• **TASK DESCRIPTION**:
When you reach the line containing "pub fn bucket(&self, hash: u32, class: u32)" in the entries below, start writing out each line exactly, and stop after the line containing "for ns in &request.namespaces".
· · · · ·
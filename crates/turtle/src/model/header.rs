//! Header parsing for the readable model format
//!
//! Header lines are recognized by prefix; anything else is skipped. The
//! `options:` line is a whitespace separated list of `--flag value` pairs of
//! which only the flags affecting scoring are interpreted.

use super::interactions::Interactions;
use crate::config::NumericParsing;
use crate::constants::MAX_WEIGHT_BITS;
use crate::errors::{Result, TurtleError};
use serde::{Deserialize, Serialize};
use std::str::FromStr;
use tracing::{debug, warn};

/// Informational header fields; never used for scoring
#[derive(Debug, Clone, Default, PartialEq, Eq, Serialize, Deserialize)]
pub struct ModelMetadata {
    /// Format version written by the training tool (`Version 8.6.1`)
    pub version: Option<String>,
    /// Model id (`Id <name>`), absent when blank
    pub id: Option<String>,
    /// Checksum recorded by the training tool
    pub checksum: Option<u32>,
    /// Value of the `--link` option
    pub link: Option<String>,
}

/// Hyperparameters collected while reading the header
#[derive(Debug, Clone)]
pub(crate) struct Header {
    pub bits: Option<u32>,
    pub min_label: f32,
    pub max_label: f32,
    pub num_classes: u32,
    pub multi_class_bits: u32,
    pub hash_seed: u32,
    pub hash_all: bool,
    pub interactions: Interactions,
    pub metadata: ModelMetadata,
    mode: NumericParsing,
}

/// Parse a numeric token, degrading to zero in lenient mode.
pub(crate) fn parse_number<T>(
    token: &str,
    field: &'static str,
    line: usize,
    mode: NumericParsing,
) -> Result<T>
where
    T: FromStr + Default,
{
    let token = token.trim();
    match token.parse::<T>() {
        Ok(value) => Ok(value),
        Err(_) => match mode {
            NumericParsing::Strict => Err(TurtleError::MalformedNumber {
                line,
                field,
                token: token.to_string(),
            }),
            NumericParsing::Lenient => {
                warn!(line, field, token, "Malformed number, using zero");
                Ok(T::default())
            }
        },
    }
}

/// Field between the first and second `:` of a header line
fn field_value(line: &str) -> &str {
    line.split(':').nth(1).unwrap_or("")
}

impl Header {
    pub fn new(mode: NumericParsing) -> Self {
        Self {
            bits: None,
            min_label: 0.0,
            max_label: 0.0,
            num_classes: 1,
            multi_class_bits: 0,
            hash_seed: 0,
            hash_all: false,
            interactions: Interactions::new(),
            metadata: ModelMetadata::default(),
            mode,
        }
    }

    /// Fold one header line into the collected hyperparameters
    pub fn apply_line(&mut self, line: &str, line_no: usize) -> Result<()> {
        if line.starts_with("bits:") {
            let bits: u32 = parse_number(field_value(line), "bits", line_no, self.mode)?;
            if bits > MAX_WEIGHT_BITS {
                return Err(TurtleError::UnsupportedBits(bits));
            }
            self.bits = Some(bits);
        } else if line.starts_with("Min label") {
            self.min_label = parse_number(field_value(line), "Min label", line_no, self.mode)?;
        } else if line.starts_with("Max label") {
            self.max_label = parse_number(field_value(line), "Max label", line_no, self.mode)?;
        } else if let Some(options) = line.strip_prefix("options:") {
            self.apply_options(options, line_no)?;
        } else if let Some(version) = line.strip_prefix("Version ") {
            self.metadata.version = Some(version.trim().to_string());
        } else if let Some(id) = line.strip_prefix("Id ") {
            let id = id.trim();
            self.metadata.id = (!id.is_empty()).then(|| id.to_string());
        } else if line.starts_with("Checksum:") {
            self.metadata.checksum = field_value(line).trim().parse().ok();
        }
        Ok(())
    }

    fn apply_options(&mut self, options: &str, line_no: usize) -> Result<()> {
        let tokens: Vec<&str> = options.split_whitespace().collect();
        for pair in tokens.chunks(2) {
            match pair {
                [flag, value] => self.apply_option(flag, value, line_no)?,
                [flag] => warn!(line = line_no, flag, "Option without value ignored"),
                _ => {}
            }
        }
        Ok(())
    }

    fn apply_option(&mut self, flag: &str, value: &str, line_no: usize) -> Result<()> {
        match flag {
            "--oaa" => {
                let classes: u32 = parse_number(value, "--oaa", line_no, self.mode)?;
                if classes == 0 {
                    return Err(TurtleError::InvalidOption {
                        flag: flag.to_string(),
                        value: value.to_string(),
                        reason: "at least one class is required",
                    });
                }
                self.num_classes = classes;
                // bits needed to represent 0..=classes
                self.multi_class_bits = u32::BITS - classes.leading_zeros();
            }
            "--quadratic" => match value.as_bytes() {
                [left, right, ..] => self.interactions.declare(*left, *right),
                _ => {
                    return Err(TurtleError::InvalidOption {
                        flag: flag.to_string(),
                        value: value.to_string(),
                        reason: "expected two namespace characters",
                    })
                }
            },
            "--hash_seed" => {
                self.hash_seed = parse_number(value, "--hash_seed", line_no, self.mode)?;
            }
            "--hash" => {
                if value == "all" {
                    self.hash_all = true;
                }
            }
            "--link" => self.metadata.link = Some(value.to_string()),
            _ => debug!(flag, value, "Ignoring option"),
        }
        Ok(())
    }
}
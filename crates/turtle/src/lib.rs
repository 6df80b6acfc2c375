//! Readable linear model scoring
//!
//! Loads feature-hashing linear models written in the readable text format
//! of the training tool and reproduces its predictions exactly: the same
//! murmur hashing chain, bucket layout, one-against-all class packing,
//! quadratic interactions, clipping and output transform.
//!
//! Modules:
//! - `model`: Model type, weight storage and the streaming loader
//! - `predict`: Hashing pre-pass and the scoring engine
//! - `request`: Request, namespace and feature builders
//! - `hashing`: Murmur hashing, interaction mixing and bucket math
//! - `config`: Loader configuration (storage policy, numeric parsing)
//! - `constants`: Format constants
//! - `errors`: Error type

pub mod config;
pub mod constants;
pub mod errors;
pub mod hashing;
pub mod model;
pub mod predict;
pub mod request;

pub use config::{LoaderConfig, NumericParsing, SparsePolicy};
pub use errors::{Result, TurtleError};
pub use hashing::FeatureHasher;
pub use model::{Interactions, Model, ModelMetadata, StorageKind, WeightTable};
pub use predict::{clip, identity, logistic, HashedFeature, HashedNamespace, HashedRequest, Link};
pub use request::{Feature, FeatureName, Namespace, Request};

/// Crate version string
pub const VERSION: &str = env!("CARGO_PKG_VERSION");
//! End-to-end scoring against models exported by the training tool

use turtle::hashing::{interaction_hash, murmur3_32};
use turtle::{
    Feature, LoaderConfig, Model, Namespace, Request, StorageKind, TurtleError,
};

const QUADRATIC: &str = include_str!("fixtures/quadratic.readable");
const OAA: &str = include_str!("fixtures/oaa.readable");

fn load(text: &str, config: &LoaderConfig) -> Model {
    Model::load_with_config(text.as_bytes(), config).expect("fixture should load")
}

/// Fixture with its options line replaced
fn with_options(text: &str, options: &str) -> String {
    text.lines()
        .map(|line| {
            if line.starts_with("options:") {
                format!("options: {}", options)
            } else {
                line.to_string()
            }
        })
        .collect::<Vec<_>>()
        .join("\n")
}

fn quadratic_request() -> Request {
    Request::new(vec![
        Namespace::new("a", vec![Feature::text("x", 1.0), Feature::text("z", 1.0)]),
        Namespace::new("b", vec![Feature::text("x1", 1.0), Feature::text("z1", 1.0)]),
    ])
}

fn oaa_request() -> Request {
    Request::new(vec![Namespace::unnamed(
        (0..7).map(|_| Feature::text("pos", 1.0)).collect(),
    )])
}

#[test]
fn test_quadratic_header() {
    let model = load(QUADRATIC, &LoaderConfig::default());
    assert_eq!(model.weight_bits(), 18);
    assert_eq!(model.mask(), (1 << 18) - 1);
    assert_eq!(model.num_classes(), 1);
    assert_eq!(model.multi_class_bits(), 0);
    assert_eq!(model.min_label(), -1.0);
    assert_eq!(model.max_label(), 1.0);
    assert_eq!(model.interactions().len(), 1);
    assert!(model.interactions().contains(b'a', b'b'));
    assert_eq!(model.metadata().version.as_deref(), Some("8.6.1"));
    assert_eq!(model.metadata().checksum, Some(3_417_833_913));
    // 20 weights is far below 2^18 / 8
    assert_eq!(model.weights().storage(), StorageKind::Sparse);
    assert_eq!(model.weights().non_zero(), 20);
}

#[test]
fn test_quadratic_prediction() {
    let model = load(QUADRATIC, &LoaderConfig::default());
    let pred = model.predict(&quadratic_request());
    assert_eq!(pred, vec![-0.0656607]);
}

#[test]
fn test_quadratic_prediction_dense() {
    let model = load(QUADRATIC, &LoaderConfig::dense());
    assert_eq!(model.weights().storage(), StorageKind::Dense);
    assert_eq!(model.predict(&quadratic_request()), vec![-0.0656607]);
}

#[test]
fn test_quadratic_is_directional() {
    let linear = load(&with_options(QUADRATIC, "--hash_seed 0"), &LoaderConfig::default());
    assert_eq!(linear.predict(&quadratic_request()), vec![-0.1062707]);

    // only (b, a) pairs: none of them carry weight in this model
    let reversed = load(&with_options(QUADRATIC, "--hash_seed 0 --quadratic ba"), &LoaderConfig::default());
    assert_eq!(reversed.predict(&quadratic_request()), vec![-0.1062707]);

    let both = load(
        &with_options(QUADRATIC, "--hash_seed 0 --quadratic ab --quadratic ba"),
        &LoaderConfig::default(),
    );
    assert_eq!(both.predict(&quadratic_request()), vec![-0.0656607]);
}

#[test]
fn test_duplicate_quadratic_counts_twice() {
    let model = load(
        &with_options(QUADRATIC, "--hash_seed 0 --quadratic ab --quadratic ab"),
        &LoaderConfig::default(),
    );
    assert_eq!(model.interactions().len(), 2);
    assert_eq!(model.predict(&quadratic_request()), vec![-0.0250507]);
}

#[test]
fn test_quadratic_matches_manual_sum() {
    let model = load(QUADRATIC, &LoaderConfig::default());
    let weights = model.weights();
    let ns_a = murmur3_32(b"a", 0);
    let ns_b = murmur3_32(b"b", 0);
    let a: Vec<u32> = ["x", "z"].iter().map(|n| murmur3_32(n.as_bytes(), ns_a)).collect();
    let b: Vec<u32> = ["x1", "z1"].iter().map(|n| murmur3_32(n.as_bytes(), ns_b)).collect();

    let mut expected = 0.0f32;
    for hash in a.iter().chain(b.iter()) {
        expected += weights.get(model.bucket(*hash, 0));
    }
    for ha in &a {
        for hb in &b {
            expected += weights.get(model.bucket(interaction_hash(*ha, *hb), 0));
        }
    }
    expected += weights.get(model.bucket(turtle::constants::INTERCEPT_HASH, 0));

    assert_eq!(model.predict(&quadratic_request()), vec![expected]);
}

#[test]
fn test_oaa_header() {
    let model = load(OAA, &LoaderConfig::default());
    assert_eq!(model.num_classes(), 3);
    assert_eq!(model.multi_class_bits(), 2);
    assert!(model.interactions().is_empty());
    assert_eq!(model.weights().non_zero(), 12);
}

#[test]
fn test_oaa_raw_scores() {
    let model = load(OAA, &LoaderConfig::default());
    assert_eq!(model.predict(&oaa_request()), vec![-0.113007, -0.175926, -0.188205]);
}

#[test]
fn test_oaa_probabilities() {
    let model = load(OAA, &LoaderConfig::default());
    let pred = model.predict(&oaa_request().with_probabilities(true));
    assert_eq!(pred, vec![0.34162152, 0.3302915, 0.328087]);

    let sum: f32 = pred.iter().sum();
    assert!((sum - 1.0).abs() < 1e-6);
}

#[test]
fn test_oaa_dense_and_sparse_agree() {
    let dense = load(OAA, &LoaderConfig::dense());
    let sparse = load(OAA, &LoaderConfig::sparse());
    assert!(!dense.weights().is_sparse());
    assert!(sparse.weights().is_sparse());

    for probabilities in [false, true] {
        let req = oaa_request().with_probabilities(probabilities);
        let lhs: Vec<u32> = dense.predict(&req).iter().map(|v| v.to_bits()).collect();
        let rhs: Vec<u32> = sparse.predict(&req).iter().map(|v| v.to_bits()).collect();
        assert_eq!(lhs, rhs);
    }
}

#[test]
fn test_repeated_prediction_is_bit_identical() {
    let model = load(QUADRATIC, &LoaderConfig::default());
    let req = quadratic_request();
    let hashed = model.hash_request(&req);
    let first = model.predict(&req);
    for _ in 0..10 {
        assert_eq!(model.predict(&req), first);
        assert_eq!(model.predict_hashed(&hashed).unwrap(), first);
    }
}

#[test]
fn test_hash_all_integer_features() {
    // weight under the decimal-string hash of id 42 in namespace "n"
    let ns = murmur3_32(b"n", 0);
    let hashed = murmur3_32(b"42", ns) & 0xFF;
    let offset = 42u32.wrapping_add(ns) & 0xFF;
    assert_ne!(hashed, offset);

    let text = |options: &str| {
        format!(
            "Min label:-5\nMax label:5\nbits:8\noptions: {}\n:0\n{}:1.5\n{}:-2.5\n",
            options, hashed, offset
        )
    };
    let req = Request::new(vec![Namespace::new("n", vec![Feature::id(42, 1.0)])]);

    let hash_all = load(&text("--hash all"), &LoaderConfig::dense());
    let fast_path = load(&text("--hash strings"), &LoaderConfig::dense());
    let intercept = hash_all.weights().get(hash_all.bucket(turtle::constants::INTERCEPT_HASH, 0));

    assert_eq!(hash_all.predict(&req), vec![1.5 + intercept]);
    assert_eq!(fast_path.predict(&req), vec![-2.5 + intercept]);
}

#[test]
fn test_empty_feature_name_uses_id_zero() {
    // id 0 in namespace "n" lands on the namespace hash itself
    let slot = murmur3_32(b"n", 0) & 0xFF;
    assert_eq!(slot, 172);
    let text = |options: &str| {
        format!(
            "Min label:-5\nMax label:5\nbits:8\noptions: {}\n:0\n{}:1.0\n{}:2.0\n",
            options,
            slot,
            murmur3_32(b"0", murmur3_32(b"n", 0)) & 0xFF
        )
    };
    let req = Request::new(vec![Namespace::new("n", vec![Feature::text("", 1.0)])]);

    assert_eq!(load(&text(""), &LoaderConfig::dense()).predict(&req), vec![1.0]);
    let hash_all = load(&text("--hash all"), &LoaderConfig::dense());
    assert_eq!(hash_all.predict(&req), vec![2.0]);
}

#[test]
fn test_concurrent_predictions_share_model() {
    let model = std::sync::Arc::new(load(OAA, &LoaderConfig::default()));
    let handles: Vec<_> = (0..4)
        .map(|_| {
            let model = model.clone();
            std::thread::spawn(move || model.predict(&oaa_request()))
        })
        .collect();
    for handle in handles {
        assert_eq!(handle.join().unwrap(), vec![-0.113007, -0.175926, -0.188205]);
    }
}

#[test]
fn test_failed_load_yields_no_model() {
    let truncated = QUADRATIC.replace("221854:0.0624969", "221854:");
    let err = Model::load(truncated.as_bytes()).unwrap_err();
    assert!(matches!(err, TurtleError::MalformedNumber { .. }));

    let lenient = Model::load_with_config(truncated.as_bytes(), &LoaderConfig::lenient()).unwrap();
    assert_eq!(lenient.weights().non_zero(), 19);
}
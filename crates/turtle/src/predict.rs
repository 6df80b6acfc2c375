//! Prediction engine
//!
//! Scoring runs in two passes. [`Model::hash_request`] hashes every
//! namespace and feature name once, producing an immutable
//! [`HashedRequest`]. The scoring pass then accumulates, per class:
//!
//! 1. `value * w[bucket(feature, k)]` for every feature
//! 2. `a.value * b.value * w[bucket(a.hash * FNV ^ b.hash, k)]` for every
//!    declared interaction pair of namespaces
//! 3. the intercept weight, followed by clipping to `[min_label, max_label]`
//! 4. optionally the logistic transform, normalized across classes when
//!    there is more than one
//!
//! All arithmetic is `f32` in exactly this order so scores match the
//! training tool bit for bit.

use crate::constants::INTERCEPT_HASH;
use crate::errors::{Result, TurtleError};
use crate::hashing::{bucket, interaction_hash, FeatureHasher};
use crate::model::Model;
use crate::request::Request;
use rayon::prelude::*;

/// Output transform
#[derive(Debug, Clone, Copy, PartialEq, Eq)]
pub enum Link {
    Identity,
    Logistic,
}

impl Link {
    /// Resolve a `--link` option value
    pub fn from_name(name: &str) -> Option<Self> {
        match name {
            "identity" => Some(Link::Identity),
            "logistic" => Some(Link::Logistic),
            _ => None,
        }
    }

    pub fn apply(self, x: f32) -> f32 {
        match self {
            Link::Identity => identity(x),
            Link::Logistic => logistic(x),
        }
    }
}

pub fn identity(x: f32) -> f32 {
    x
}

/// `1 / (1 + e^-x)`, evaluated in `f64`.
pub fn logistic(x: f32) -> f32 {
    (1.0 / (1.0 + f64::from(-x).exp())) as f32
}

/// Clamp `x` into `[min, max]`.
///
/// A NaN score (from NaN weights or feature values) clamps to `max`, so the
/// class reports `max_label` and, with probabilities on, a finite
/// probability. No error is raised.
#[inline]
pub fn clip(x: f32, min: f32, max: f32) -> f32 {
    x.min(max).max(min)
}

/// A feature with its hash resolved
#[derive(Debug, Clone, Copy, PartialEq)]
pub struct HashedFeature {
    pub hash: u32,
    pub value: f32,
}

/// A namespace with its hash and interaction tag resolved
#[derive(Debug, Clone, PartialEq)]
pub struct HashedNamespace {
    pub tag: Option<u8>,
    pub hash: u32,
    pub features: Vec<HashedFeature>,
}

/// Request with every hash precomputed for one hashing scheme
#[derive(Debug, Clone, PartialEq)]
pub struct HashedRequest {
    hasher: FeatureHasher,
    namespaces: Vec<HashedNamespace>,
    probabilities: bool,
}

impl HashedRequest {
    pub fn hasher(&self) -> FeatureHasher {
        self.hasher
    }

    pub fn namespaces(&self) -> &[HashedNamespace] {
        &self.namespaces
    }

    pub fn probabilities(&self) -> bool {
        self.probabilities
    }
}

impl FeatureHasher {
    /// Hash every name in `request`.
    pub fn hash_request(&self, request: &Request) -> HashedRequest {
        let namespaces = request
            .namespaces
            .iter()
            .map(|ns| {
                let hash = self.namespace_hash(&ns.name);
                HashedNamespace {
                    tag: ns.tag(),
                    hash,
                    features: ns
                        .features
                        .iter()
                        .map(|f| HashedFeature {
                            hash: self.feature_hash(&f.name, hash),
                            value: f.value,
                        })
                        .collect(),
                }
            })
            .collect();

        HashedRequest {
            hasher: *self,
            namespaces,
            probabilities: request.probabilities,
        }
    }
}

impl Model {
    /// Precompute the hashes of `request` for this model.
    pub fn hash_request(&self, request: &Request) -> HashedRequest {
        self.hasher().hash_request(request)
    }

    /// Score a request, one value per class.
    pub fn predict(&self, request: &Request) -> Vec<f32> {
        self.score(&self.hash_request(request))
    }

    /// Score a request hashed earlier with [`Model::hash_request`].
    pub fn predict_hashed(&self, request: &HashedRequest) -> Result<Vec<f32>> {
        if request.hasher != self.hasher() {
            return Err(TurtleError::HasherMismatch);
        }
        Ok(self.score(request))
    }

    /// Score independent requests in parallel; output order follows input.
    pub fn predict_batch(&self, requests: &[Request]) -> Vec<Vec<f32>> {
        requests.par_iter().map(|req| self.predict(req)).collect()
    }

    /// Table slot of `hash` for class `class`
    #[inline]
    pub fn bucket(&self, hash: u32, class: u32) -> u32 {
        bucket(hash, class, self.multi_class_bits(), self.mask())
    }

    fn score(&self, request: &HashedRequest) -> Vec<f32> {
        let mut out = vec![0.0f32; self.num_classes() as usize];

        for ns in &request.namespaces {
            for feature in &ns.features {
                self.accumulate(&mut out, feature.hash, feature.value);
            }
        }

        if !self.interactions().is_empty() {
            self.accumulate_interactions(&mut out, &request.namespaces);
        }

        let (min, max) = (self.min_label(), self.max_label());
        for (class, score) in out.iter_mut().enumerate() {
            *score += self.weights().get(self.bucket(INTERCEPT_HASH, class as u32));
            *score = clip(*score, min, max);
        }

        if request.probabilities {
            to_probabilities(&mut out);
        }
        out
    }

    #[inline]
    fn accumulate(&self, out: &mut [f32], hash: u32, value: f32) {
        for (class, score) in out.iter_mut().enumerate() {
            *score += value * self.weights().get(self.bucket(hash, class as u32));
        }
    }

    fn accumulate_interactions(&self, out: &mut [f32], namespaces: &[HashedNamespace]) {
        for (left, partners) in self.interactions().iter() {
            for ns_a in namespaces.iter().filter(|ns| ns.tag == Some(left)) {
                for &right in partners {
                    for ns_b in namespaces.iter().filter(|ns| ns.tag == Some(right)) {
                        for a in &ns_a.features {
                            for b in &ns_b.features {
                                self.accumulate(out, interaction_hash(a.hash, b.hash), a.value * b.value);
                            }
                        }
                    }
                }
            }
        }
    }
}

/// Logistic per class, then divide by the class sum when multi-class.
fn to_probabilities(out: &mut [f32]) {
    for score in out.iter_mut() {
        *score = Link::Logistic.apply(*score);
    }
    if out.len() > 1 {
        let sum = out.iter().fold(0.0f32, |acc, p| acc + p);
        for score in out.iter_mut() {
            *score /= sum;
        }
    }
}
· · · · ·
• **WRITTEN ANSWER**:
    pub fn bucket(&self, hash: u32, class: u32) -> u32 {
        bucket(hash, class, self.multi_class_bits(), self.mask())
    }

    fn score(&self, request: &HashedRequest) -> Vec<f32> {
        let mut out = vec![0.0f32; self.num_classes() as usize];

        for ns in &request.namespaces {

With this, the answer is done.